Das Halbfinale war bei den WTA-Championships in Istanbul für Angelique Kerber noch eine Nummer zu groß. Allerdings trug auch der Kräfteverschleiß aus dem Duell gegen Victoria Azarenka dazu bei, dass die Deutsche sich Na Li glatt mit 4:6, 3:6 geschlagen geben musste.
Gerade einmal 84 Minuten hatte das Match gedauert, nach dessen Ende sich Na Li weiter Chancen auf das Erreichen der Vorschlussrunde ausrechnen darf. Während Angelique Kerber bei ihrer WM-Premiere ohne Sieg blieb, kommt es für die Chinesin in ihrem dritten Gruppenspiel gegen Azarenka nun zu einem echten Endspiel.

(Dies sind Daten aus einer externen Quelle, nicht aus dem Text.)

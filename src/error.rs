//! Error handling for the memory planner
//!
//! Only a handful of conditions are fatal for a planning pass. Everything
//! else (dangling edges, missing attributes, a size that fits no bucket) is
//! logged and skipped by the planner itself and never surfaces here.
//!
//! Errors are grouped into categories so callers can tell apart:
//! - User errors (bad configuration, bad ladder handed in by the caller)
//! - Graph errors (the graph collaborator produced something unusable)
//! - Internal errors (bugs in the planner)

use std::fmt;

/// Unified error type for tensorplan
#[derive(Debug, thiserror::Error)]
pub enum PlanError {
    // ========== Graph Errors ==========
    /// Graph structure violates a planner precondition
    #[error("Invalid graph: {0}")]
    InvalidGraph(String),

    /// Node id does not exist in the graph
    #[error("Node not found: {0}")]
    NodeNotFound(usize),

    /// Output, input or workspace index out of range for its node
    #[error("Invalid slot: node {node} has no {kind} #{index}")]
    InvalidSlot {
        node: usize,
        kind: &'static str,
        index: usize,
    },

    // ========== Ladder Errors ==========
    /// The size ladder could not be derived at all
    #[error("Size ladder derivation failed: {0}")]
    LadderDerivationFailed(String),

    /// Caller supplied a ladder that is not strictly ascending or holds zero
    #[error("Invalid size ladder: {0}")]
    InvalidLadder(String),

    /// A requested size cannot be represented as an arena offset
    #[error("Size {size} of node {node} exceeds the addressable arena")]
    SizeOverflow { node: String, size: u64 },

    // ========== Configuration Errors ==========
    /// Invalid planner configuration
    #[error("Invalid configuration: {0}")]
    InvalidConfiguration(String),

    // ========== I/O Errors ==========
    /// File I/O error
    #[error("I/O error: {0}")]
    Io(#[from] std::io::Error),

    /// Graph (de)serialization failed
    #[error("Serialization error: {0}")]
    Serialization(#[from] serde_json::Error),

    // ========== Internal Errors ==========
    /// Internal error (indicates a bug)
    #[error("Internal error: {0}")]
    Internal(String),
}

impl PlanError {
    /// Categorize the error for handling decisions
    pub fn category(&self) -> ErrorCategory {
        match self {
            PlanError::InvalidConfiguration(_)
            | PlanError::InvalidLadder(_)
            | PlanError::Io(_)
            | PlanError::Serialization(_) => ErrorCategory::User,

            PlanError::InvalidGraph(_)
            | PlanError::NodeNotFound(_)
            | PlanError::InvalidSlot { .. }
            | PlanError::LadderDerivationFailed(_)
            | PlanError::SizeOverflow { .. } => ErrorCategory::Graph,

            PlanError::Internal(_) => ErrorCategory::Internal,
        }
    }

    /// True when the caller handed in something it can fix
    pub fn is_user_error(&self) -> bool {
        matches!(self.category(), ErrorCategory::User)
    }

    /// True when the graph handed to the planner is unusable.
    ///
    /// The build must be aborted; re-running on the same graph fails the
    /// same way.
    pub fn is_graph_error(&self) -> bool {
        matches!(self.category(), ErrorCategory::Graph)
    }

    /// True when the error indicates a planner bug
    pub fn is_internal_error(&self) -> bool {
        matches!(self.category(), ErrorCategory::Internal)
    }
}

/// Error category for handling decisions
#[derive(Debug, Clone, Copy, PartialEq, Eq)]
pub enum ErrorCategory {
    /// Invalid input or configuration from the caller
    User,
    /// Malformed graph from the upstream compiler
    Graph,
    /// Planner bug
    Internal,
}

impl fmt::Display for ErrorCategory {
    fn fmt(&self, f: &mut fmt::Formatter<'_>) -> fmt::Result {
        match self {
            ErrorCategory::User => write!(f, "User"),
            ErrorCategory::Graph => write!(f, "Graph"),
            ErrorCategory::Internal => write!(f, "Internal"),
        }
    }
}

/// Result type used throughout the planner
pub type PlanResult<T> = std::result::Result<T, PlanError>;

/// Create a graph error with context
///
/// # Examples
/// ```ignore
/// return Err(graph_error!("node {} consumes itself", name));
/// ```
#[macro_export]
macro_rules! graph_error {
    ($msg:expr) => {
        $crate::error::PlanError::InvalidGraph($msg.to_string())
    };
    ($fmt:expr, $($arg:tt)*) => {
        $crate::error::PlanError::InvalidGraph(format!($fmt, $($arg)*))
    };
}

/// Create an internal error with context
#[macro_export]
macro_rules! internal_error {
    ($msg:expr) => {
        $crate::error::PlanError::Internal($msg.to_string())
    };
    ($fmt:expr, $($arg:tt)*) => {
        $crate::error::PlanError::Internal(format!($fmt, $($arg)*))
    };
}

/// Wrap an I/O error with the path or action that failed
pub fn io_context(err: std::io::Error, msg: &str) -> PlanError {
    PlanError::Io(std::io::Error::new(err.kind(), format!("{}: {}", msg, err)))
}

Gegen die Weißrussin hatte die Deutsche am Tag zuvor eine tolle Leistung gezeigt, an die sie allerdings leider nicht anknüpfen konnte. Klar, Kerber war nach dem Marathon-Match müde, die über drei Stunden dauernde Partie hatte sie über Nacht natürlich nicht aus den Knochen bekommen.
Auch dürfte die Niederlage psychologisch einige Spuren hinterlassen haben. Zwar hatte die Deutsche 3:1 und 4:2 im ersten Satz geführt, doch während sich Na Li steigerte, zunehmend druckvoller wurde und das Tempo der Partie an sich riss, war Angelique Kerber nur noch selten in der Lage, sich aus kritischen Situationen zu befreien.
Am Ende fehlte Angelique Kerber auch die Kraft
Bei 3:2-Führung hatte sie noch mit einem tollen Cross aus der Bedrängnis punkten können, doch dann musste sie mit ansehen, wie Na Li an ihr vorbeizog und dank eines Doppelfehlers der Gegnerin den ersten Satz für sich entscheiden konnte. An eine Aufholjagd war dann nicht mehr zu denken. Der erste Aufschlag wackelte, den zweiten Service konnte sie kaum zu Punkten nutzen. Kein Wunder, dass die deutlich ausgeruhtere Chinesin keine Mühe hatte, sich zu Null das Aufschlagspiel der Deutschen zum 3:1 zu holen und dann schnell mit 4:1 davon zu ziehen.
Angelique Kerber kämpfte zwar weiter, versuchte sich mit allen noch verfügbaren Kräften gegen die Niederlage zu stemmen, hatte sogar noch ein Rebreak zum 2:5 und einen eigenen Aufschlaggewinn zum 3:5 schaffen können. Doch letztlich half es alles nichts. Die Beinarbeit sprach aber Bände über die Kraftreserven der Deutschen, sie kam kaum noch in optimale Positionen zum Ball und musste nach am Ende klar und deutlich geschlagen geben.
Höhenangst hoffentlich kein Hinderungsgrund für Angelique Kerber
Grämen muss sich die Deutsche allerdings nicht. Sie kann auf das beste Tennisjahr ihrer Karriere mit zwei Turniersiegen zurückblicken und bestätigte mit ihren Auftritten in Istanbul trotz dreier Niederlagen ihre Zugehörigkeit zu den Topspielerinnen der Tenniswelt. Zur absoluten Weltklasse fehlt Angelique Kerber aber noch ein Schritt - z.B. ein härterer Aufschlag und vor allem eine etwas konsequentere und aggressivere Spielweise in langen Ballwechseln.
"Ich nehme hier viele wertvolle Erfahrungen mit. Das wird mich auf ein höheres Level heben", kommentierte Kerber und wird vielleicht auch ein bisschen froh gewesen sein, dass es in Istanbul noch nicht mit Sprung auf die nächste Ebene geklappt hat. Denn für den Fall eines großen Turniersieges haben Kerber und ihr Trainer Torben Beltz einen gemeinsamen Fallschirmsprung vereinbart. Die Sache hat nur einen Haken. Kerber leidet eigentlich unter Höhenangst - doch die wird sie hoffentlich nicht abschrecken, in der neuen Saison vielleicht noch den entscheidenden Schritt weiter zu gehen.